Pacifistic Warfare

By Marcus Leroux

Pacifistic Warfare
Pacifistic Warfare

The war, as presented to us, was an array of spectacular fireworks. A flurry of bright lights following each other in graceful, arching parabolas stretching across the night sky. Thousands of miles away, viewing through the anaesthetising filter of television, it was easy to forget that the purpose of those pretty pyrotechnics was to destroy whatever they hit. It was easy to forget that each rocket brought with it the capacity to devastate families and communities. And so the arrival in Oxford of human rights observer Jo Wilding, who had recently arrived from Baghdad, served as an opportunity to gain a first hand report of someone's experiences in Iraq.

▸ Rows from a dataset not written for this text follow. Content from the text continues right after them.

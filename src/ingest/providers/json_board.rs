// src/ingest/providers/json_board.rs
use std::sync::Arc;

use async_trait::async_trait;
use metrics::counter;
use serde_json::Value;
use tracing::{info, warn};

use crate::ingest::http::{FetchError, JsonRequest, JsonTransport};
use crate::ingest::types::{FetchOutcome, SourceProvider};

/// Values that are clearly not real keys, compared case-insensitively.
const GENERIC_PLACEHOLDERS: &[&str] = &[
    "changeme",
    "change-me",
    "placeholder",
    "your_api_key",
    "your-api-key",
    "your_key_here",
    "api_key",
    "xxx",
    "todo",
    "none",
    "null",
];

/// A credential slot: env-provided value plus fragments known to belong to
/// sample keys that shipped in old configs.
#[derive(Debug, Clone)]
pub struct Credential {
    pub label: &'static str,
    pub value: Option<String>,
    pub known_placeholders: &'static [&'static str],
}

impl Credential {
    pub fn new(label: &'static str, value: Option<String>) -> Self {
        Self {
            label,
            value,
            known_placeholders: &[],
        }
    }

    pub fn with_placeholders(mut self, fragments: &'static [&'static str]) -> Self {
        self.known_placeholders = fragments;
        self
    }

    /// Trimmed value if it is usable, else the reason it is not.
    pub fn usable(&self) -> Result<&str, String> {
        let v = self.value.as_deref().map(str::trim).unwrap_or_default();
        if v.is_empty() {
            return Err(format!("{} missing", self.label));
        }
        if is_placeholder(v, self.known_placeholders) {
            return Err(format!("{} is a placeholder", self.label));
        }
        Ok(v)
    }
}

pub fn is_placeholder(value: &str, known_fragments: &[&str]) -> bool {
    let v = value.trim();
    if v.is_empty() {
        return true;
    }
    let lower = v.to_ascii_lowercase();
    if GENERIC_PLACEHOLDERS.contains(&lower.as_str()) {
        return true;
    }
    if lower.starts_with('<') && lower.ends_with('>') {
        return true;
    }
    known_fragments
        .iter()
        .any(|f| !f.is_empty() && lower.contains(&f.to_ascii_lowercase()))
}

/// Where the job list lives in a board's response.
#[derive(Debug, Clone, Copy)]
pub struct ListShape {
    /// Top-level keys tried in order; the first non-empty array wins.
    pub keys: &'static [&'static str],
    /// Whether a bare top-level array is also a valid answer.
    pub bare_list: bool,
}

/// Pull the job list out of a response body. An object without any of the
/// keys is an empty list; a body that is neither object nor (accepted)
/// array is malformed.
pub fn extract_job_list(body: Value, shape: ListShape) -> Result<Vec<Value>, FetchError> {
    match body {
        Value::Array(items) if shape.bare_list => Ok(items),
        Value::Object(mut map) => {
            for key in shape.keys {
                if let Some(Value::Array(items)) = map.remove(*key) {
                    if !items.is_empty() {
                        return Ok(items);
                    }
                }
            }
            Ok(Vec::new())
        }
        Value::Array(_) => Err(FetchError::Malformed(
            "top-level array where an object was expected".into(),
        )),
        other => Err(FetchError::Malformed(format!(
            "expected JSON object, got {}",
            match other {
                Value::Null => "null",
                Value::Bool(_) => "bool",
                Value::Number(_) => "number",
                _ => "string",
            }
        ))),
    }
}

/// A job board reached with one JSON request per fetch.
pub struct JsonBoard {
    name: &'static str,
    shape: ListShape,
    /// `Err(reason)` when a credential is unusable; no request is ever built.
    request: Result<JsonRequest, String>,
    transport: Arc<dyn JsonTransport>,
}

impl JsonBoard {
    /// Board without credentials.
    pub fn open(
        name: &'static str,
        shape: ListShape,
        request: JsonRequest,
        transport: Arc<dyn JsonTransport>,
    ) -> Self {
        Self {
            name,
            shape,
            request: Ok(request),
            transport,
        }
    }

    /// Board that needs every credential in `creds`. `build` receives the
    /// usable values in the same order and is only called when all are usable.
    pub fn with_credentials<F>(
        name: &'static str,
        shape: ListShape,
        creds: &[Credential],
        transport: Arc<dyn JsonTransport>,
        build: F,
    ) -> Self
    where
        F: FnOnce(&[&str]) -> JsonRequest,
    {
        let request = creds
            .iter()
            .map(Credential::usable)
            .collect::<Result<Vec<_>, _>>()
            .map(|vals| build(&vals));
        Self {
            name,
            shape,
            request,
            transport,
        }
    }
}

#[async_trait]
impl SourceProvider for JsonBoard {
    async fn fetch(&self) -> FetchOutcome {
        let req = match &self.request {
            Ok(req) => req,
            Err(reason) => {
                warn!(target: "ingest", source = self.name, reason = %reason, "source disabled");
                return FetchOutcome::Disabled(reason.clone());
            }
        };

        let result = self
            .transport
            .request_json(req)
            .await
            .and_then(|body| extract_job_list(body, self.shape));

        match result {
            Ok(items) => {
                info!(target: "ingest", source = self.name, count = items.len(), "source fetched");
                FetchOutcome::Fetched(items)
            }
            Err(e) => {
                warn!(target: "ingest", source = self.name, error = %e, "source failed");
                counter!("ingest_source_errors_total", "source" => self.name).increment(1);
                FetchOutcome::Failed(e.to_string())
            }
        }
    }

    fn name(&self) -> &str {
        self.name
    }

    fn enabled(&self) -> bool {
        self.request.is_ok()
    }
}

Jo Wilding spent six and a half weeks in Iraq, up until the beginning of April, when she was ejected by the Iraqi Foreign Ministry. Wilding, like many others, found herself in the difficult position of being against the war, while simultaneously disgusted by Saddam. Yet she felt that the struggle to overthrow Saddam was one for the Iraqi people, and certainly not one for the United States, whose record in Iraq is morally deplorable. Wilding talks of a harebrained fantasy that she and a friend came up with, in the eventuality that Coalition forces entered Baghdad, "We were meant to be running around Baghdad pulling down posters of Baghdad and sabotaging U.S. tanks." As ludicrous as it sounds, the point is a serious one. She believes in the right for the Iraqi people to be free of oppression and tyranny, but also free from the heavy-handed intervention of a superpower with a recent history of belligerence and deceit in Iraq.

However, in an age of 'surgical warfare', so-called smart bombs and pinpoint accuracy, the argument that the Iraqi people would suffer greatly as a result of 'collateral damage' seems redundant. Not so after an evening with Jo Wilding.

Visiting site after site, Wilding and her colleagues claimed to find no systematic evidence of attempts to limit civilian casualties. One isolated farmhouse she visited had the top floor blown off by a rocket fired from a helicopter. She also relates a shocking story told to her by Belgian paramedics. All day ambulances came and went from a hospital in Baghdad- civilian casualties were streaming in. One ambulance came back riddled with bullet holes, and with several casualties. American troops had opened fire on it, worried about the possibility that it could be loaded with explosives.

One finds it difficult to be critical of American troops caught in such a position, but, at the very least, it makes a mockery of the notion of 'surgical precision'. "There seemed to be no safe place. People were hit doing the most casual things; walking outside of the mosque, standing in the street, eating, sleeping..." The evidence of Wilding, however anecdotal, is in a sense more revealing than mere statistics.

Regardless of whether you are pro-war or anti-war, atrocities were carried out in your name." Yet amidst the carnage Wilding found that people harboured no ill feelings towards the nations that brought this horror to their lives. One Iraqi she interviewed, Zuhair Khammas, had family members killed in a bombing attack. "We are thankful to all people in the world, especially in America and England, where over a million people marched".

The fears that many harbour for post-war Iraq- notably, the worry that the sectarianism of Iraqi society will prevent the establishment of a stable democracy- are not lost on Wilding, though she doesn't pretend to have any solutions.

"What a lot of people say is, 'Kurd, Sunni, Shia- it doesn't matter. We'll fight the Americans'". One of the most compelling arguments against war in Iraq was the possibility that it would breed an anti-American hatred that would be impossible to contain. The future is ominous if the evidence provided by Wilding is symptomatic of wider Iraqi opinion.

As well as the foreboding signs regarding Iraq's future, there are more optimistic indications of its capacity for regeneration and what can be made possible by going there with, "love in your heart and peace in your heart".

It is a flaw of the anti-war movement that the cruelty inflicted upon Iraq by Saddam is all too often swept under the carpet, as though the suffering of Iraqis doesn't count unless Britain or the U.S. is responsible. This is a flaw to which Jo Wilding also succumbs, as she harbours a belief that the Iraqis could have been supported to overcome Saddam themselves. The question she ignores is, how many people would be murdered, tortured and victimised in the meantime?

Yet the devastation that was perpetrated in our names to bring about the freedom of Iraq can not be forgotten, especially as the rationale of the war is shifted away from a pre-emptive strike against a country with weapons of mass destruction, to a humanitarian crusade against a ruthless dictator (albeit a ruthless dictator armed by Britain and America). As we watch pictures of Iraqis kiss the Stars and Stripes, and shake the hands of Coalition soldiers, we should not forget the price that we made them pay.